Stored data entries:

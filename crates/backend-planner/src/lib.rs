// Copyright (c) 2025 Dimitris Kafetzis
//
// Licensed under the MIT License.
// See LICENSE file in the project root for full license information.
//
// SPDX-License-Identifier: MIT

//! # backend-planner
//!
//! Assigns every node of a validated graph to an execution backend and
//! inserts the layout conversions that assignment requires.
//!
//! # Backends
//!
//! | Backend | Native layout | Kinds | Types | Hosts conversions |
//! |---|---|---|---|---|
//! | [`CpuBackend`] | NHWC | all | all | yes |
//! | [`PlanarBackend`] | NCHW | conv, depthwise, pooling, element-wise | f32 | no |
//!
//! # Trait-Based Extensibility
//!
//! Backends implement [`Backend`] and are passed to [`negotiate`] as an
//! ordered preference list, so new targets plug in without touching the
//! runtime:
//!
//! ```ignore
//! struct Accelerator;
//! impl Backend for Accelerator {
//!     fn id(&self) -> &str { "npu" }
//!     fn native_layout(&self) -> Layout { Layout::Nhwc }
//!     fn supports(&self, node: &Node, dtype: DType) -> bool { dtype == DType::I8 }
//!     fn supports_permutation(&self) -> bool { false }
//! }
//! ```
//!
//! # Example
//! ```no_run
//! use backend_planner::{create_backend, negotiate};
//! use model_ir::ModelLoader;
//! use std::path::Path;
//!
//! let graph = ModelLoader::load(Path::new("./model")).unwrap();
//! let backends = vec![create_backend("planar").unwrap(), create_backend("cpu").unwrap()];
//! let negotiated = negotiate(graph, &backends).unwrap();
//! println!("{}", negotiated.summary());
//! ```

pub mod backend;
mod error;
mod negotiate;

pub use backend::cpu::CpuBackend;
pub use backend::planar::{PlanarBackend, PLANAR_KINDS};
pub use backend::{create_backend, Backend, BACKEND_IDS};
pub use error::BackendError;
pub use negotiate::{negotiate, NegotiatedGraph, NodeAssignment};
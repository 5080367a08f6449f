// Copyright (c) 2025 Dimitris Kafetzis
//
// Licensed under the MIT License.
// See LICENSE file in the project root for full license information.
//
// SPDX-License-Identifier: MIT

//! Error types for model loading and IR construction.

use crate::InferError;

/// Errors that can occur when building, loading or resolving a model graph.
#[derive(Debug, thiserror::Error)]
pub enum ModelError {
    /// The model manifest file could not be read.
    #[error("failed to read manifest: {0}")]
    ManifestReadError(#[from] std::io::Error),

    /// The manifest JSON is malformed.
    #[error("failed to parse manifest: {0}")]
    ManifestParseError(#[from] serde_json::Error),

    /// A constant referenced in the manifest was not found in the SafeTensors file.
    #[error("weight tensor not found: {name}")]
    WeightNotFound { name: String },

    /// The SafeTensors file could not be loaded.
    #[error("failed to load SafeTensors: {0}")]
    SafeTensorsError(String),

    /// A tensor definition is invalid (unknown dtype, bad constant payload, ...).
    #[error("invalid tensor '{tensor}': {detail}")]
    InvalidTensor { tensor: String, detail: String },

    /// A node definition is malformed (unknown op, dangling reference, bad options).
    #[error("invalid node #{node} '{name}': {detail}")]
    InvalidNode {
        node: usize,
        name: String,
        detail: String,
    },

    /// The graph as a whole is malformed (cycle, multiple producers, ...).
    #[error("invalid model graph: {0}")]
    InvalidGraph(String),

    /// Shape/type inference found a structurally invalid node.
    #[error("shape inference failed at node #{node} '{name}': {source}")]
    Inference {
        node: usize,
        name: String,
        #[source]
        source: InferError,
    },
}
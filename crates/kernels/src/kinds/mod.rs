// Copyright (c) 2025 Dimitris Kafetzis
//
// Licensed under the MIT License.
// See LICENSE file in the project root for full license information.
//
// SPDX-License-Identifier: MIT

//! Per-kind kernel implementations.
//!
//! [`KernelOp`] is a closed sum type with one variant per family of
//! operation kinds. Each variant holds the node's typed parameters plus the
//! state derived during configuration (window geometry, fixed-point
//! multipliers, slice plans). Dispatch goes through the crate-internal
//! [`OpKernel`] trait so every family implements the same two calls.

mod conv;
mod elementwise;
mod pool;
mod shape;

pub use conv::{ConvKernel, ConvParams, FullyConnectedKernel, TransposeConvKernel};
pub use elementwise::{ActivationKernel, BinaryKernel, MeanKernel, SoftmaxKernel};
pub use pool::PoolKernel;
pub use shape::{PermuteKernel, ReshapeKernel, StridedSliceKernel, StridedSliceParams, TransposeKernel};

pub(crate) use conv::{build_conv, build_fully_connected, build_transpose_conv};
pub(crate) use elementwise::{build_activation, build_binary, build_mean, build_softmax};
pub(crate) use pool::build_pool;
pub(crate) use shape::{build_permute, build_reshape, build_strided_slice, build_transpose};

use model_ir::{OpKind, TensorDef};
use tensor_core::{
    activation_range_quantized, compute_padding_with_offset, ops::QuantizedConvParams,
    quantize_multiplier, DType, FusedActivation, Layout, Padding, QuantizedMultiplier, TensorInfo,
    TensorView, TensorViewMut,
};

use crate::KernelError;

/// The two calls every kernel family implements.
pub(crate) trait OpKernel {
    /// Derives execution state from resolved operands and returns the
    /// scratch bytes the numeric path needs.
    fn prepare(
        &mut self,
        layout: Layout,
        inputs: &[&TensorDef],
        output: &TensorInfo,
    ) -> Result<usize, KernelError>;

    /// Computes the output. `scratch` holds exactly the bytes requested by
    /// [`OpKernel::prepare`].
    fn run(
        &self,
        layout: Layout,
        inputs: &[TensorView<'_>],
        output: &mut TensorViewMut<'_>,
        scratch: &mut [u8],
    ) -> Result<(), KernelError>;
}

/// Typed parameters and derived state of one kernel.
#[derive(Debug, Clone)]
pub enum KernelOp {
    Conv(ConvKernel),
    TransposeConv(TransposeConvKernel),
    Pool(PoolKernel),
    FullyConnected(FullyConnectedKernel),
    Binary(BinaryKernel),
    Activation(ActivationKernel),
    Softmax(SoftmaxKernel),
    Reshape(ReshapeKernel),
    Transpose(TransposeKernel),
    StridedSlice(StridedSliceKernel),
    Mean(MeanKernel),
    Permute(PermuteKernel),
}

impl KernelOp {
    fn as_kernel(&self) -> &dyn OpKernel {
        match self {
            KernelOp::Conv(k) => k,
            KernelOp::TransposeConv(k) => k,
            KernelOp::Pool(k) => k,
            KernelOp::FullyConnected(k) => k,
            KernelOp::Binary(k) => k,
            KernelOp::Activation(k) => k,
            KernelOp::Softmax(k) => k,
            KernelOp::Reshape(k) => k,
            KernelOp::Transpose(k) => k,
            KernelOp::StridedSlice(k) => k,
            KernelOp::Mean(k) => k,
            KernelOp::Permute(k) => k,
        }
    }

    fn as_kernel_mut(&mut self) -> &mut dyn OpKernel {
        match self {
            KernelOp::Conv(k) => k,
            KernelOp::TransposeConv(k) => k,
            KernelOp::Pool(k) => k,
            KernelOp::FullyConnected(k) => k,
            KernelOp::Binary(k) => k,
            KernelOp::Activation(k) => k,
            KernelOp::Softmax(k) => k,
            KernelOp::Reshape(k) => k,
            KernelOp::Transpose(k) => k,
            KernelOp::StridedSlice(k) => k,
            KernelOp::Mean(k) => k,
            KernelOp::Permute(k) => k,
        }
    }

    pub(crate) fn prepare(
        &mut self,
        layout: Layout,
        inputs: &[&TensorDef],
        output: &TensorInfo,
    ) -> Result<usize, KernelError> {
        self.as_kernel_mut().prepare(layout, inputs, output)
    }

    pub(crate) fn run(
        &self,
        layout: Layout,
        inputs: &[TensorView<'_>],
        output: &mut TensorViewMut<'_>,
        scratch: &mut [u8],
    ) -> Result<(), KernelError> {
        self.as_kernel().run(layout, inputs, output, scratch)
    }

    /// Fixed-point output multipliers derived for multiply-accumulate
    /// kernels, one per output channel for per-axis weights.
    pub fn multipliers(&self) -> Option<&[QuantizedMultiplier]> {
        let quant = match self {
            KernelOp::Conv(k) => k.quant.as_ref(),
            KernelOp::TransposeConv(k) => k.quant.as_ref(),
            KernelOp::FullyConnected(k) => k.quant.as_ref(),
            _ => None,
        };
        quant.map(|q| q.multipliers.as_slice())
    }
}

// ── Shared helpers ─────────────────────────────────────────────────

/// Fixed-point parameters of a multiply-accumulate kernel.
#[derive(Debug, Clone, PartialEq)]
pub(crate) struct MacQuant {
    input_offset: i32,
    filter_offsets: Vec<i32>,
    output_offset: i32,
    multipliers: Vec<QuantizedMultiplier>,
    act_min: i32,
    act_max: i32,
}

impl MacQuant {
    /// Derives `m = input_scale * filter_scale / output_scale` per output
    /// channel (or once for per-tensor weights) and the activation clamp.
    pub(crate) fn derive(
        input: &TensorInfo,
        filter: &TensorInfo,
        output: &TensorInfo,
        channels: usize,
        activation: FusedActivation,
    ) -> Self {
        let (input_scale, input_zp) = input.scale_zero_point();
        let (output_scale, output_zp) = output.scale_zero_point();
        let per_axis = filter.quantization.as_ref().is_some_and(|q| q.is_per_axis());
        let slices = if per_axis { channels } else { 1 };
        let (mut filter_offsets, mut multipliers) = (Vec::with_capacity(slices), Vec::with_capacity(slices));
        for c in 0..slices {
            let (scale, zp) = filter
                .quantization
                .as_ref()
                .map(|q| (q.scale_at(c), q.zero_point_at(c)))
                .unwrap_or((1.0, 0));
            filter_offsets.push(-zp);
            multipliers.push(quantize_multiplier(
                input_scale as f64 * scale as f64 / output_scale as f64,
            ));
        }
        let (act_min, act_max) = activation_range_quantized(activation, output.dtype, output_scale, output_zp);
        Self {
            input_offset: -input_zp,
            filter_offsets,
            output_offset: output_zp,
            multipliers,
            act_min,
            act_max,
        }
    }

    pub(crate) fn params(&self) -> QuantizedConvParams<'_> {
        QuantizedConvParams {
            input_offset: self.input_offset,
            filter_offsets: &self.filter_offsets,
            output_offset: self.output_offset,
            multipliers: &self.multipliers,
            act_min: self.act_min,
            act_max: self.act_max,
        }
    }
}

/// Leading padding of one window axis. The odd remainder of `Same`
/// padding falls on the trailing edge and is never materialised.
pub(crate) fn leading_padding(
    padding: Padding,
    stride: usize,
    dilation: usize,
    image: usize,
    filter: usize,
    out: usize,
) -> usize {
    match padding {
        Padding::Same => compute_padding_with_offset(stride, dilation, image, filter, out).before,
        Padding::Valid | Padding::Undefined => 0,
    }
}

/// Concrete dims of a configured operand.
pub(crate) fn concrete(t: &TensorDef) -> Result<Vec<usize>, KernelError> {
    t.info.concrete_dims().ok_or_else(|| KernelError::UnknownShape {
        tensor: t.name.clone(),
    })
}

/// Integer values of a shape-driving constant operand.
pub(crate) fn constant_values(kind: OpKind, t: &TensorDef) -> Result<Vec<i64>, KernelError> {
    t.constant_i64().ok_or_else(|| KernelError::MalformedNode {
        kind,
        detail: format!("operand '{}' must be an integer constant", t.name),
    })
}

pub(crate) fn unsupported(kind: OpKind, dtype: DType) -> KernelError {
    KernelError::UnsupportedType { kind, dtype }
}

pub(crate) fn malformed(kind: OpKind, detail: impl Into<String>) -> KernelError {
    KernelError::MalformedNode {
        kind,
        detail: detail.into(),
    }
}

Exercise → Working through the records above, establish how many lines contain the string "TransposeKernel", and reply with the number by itself.

Answer for the task → 2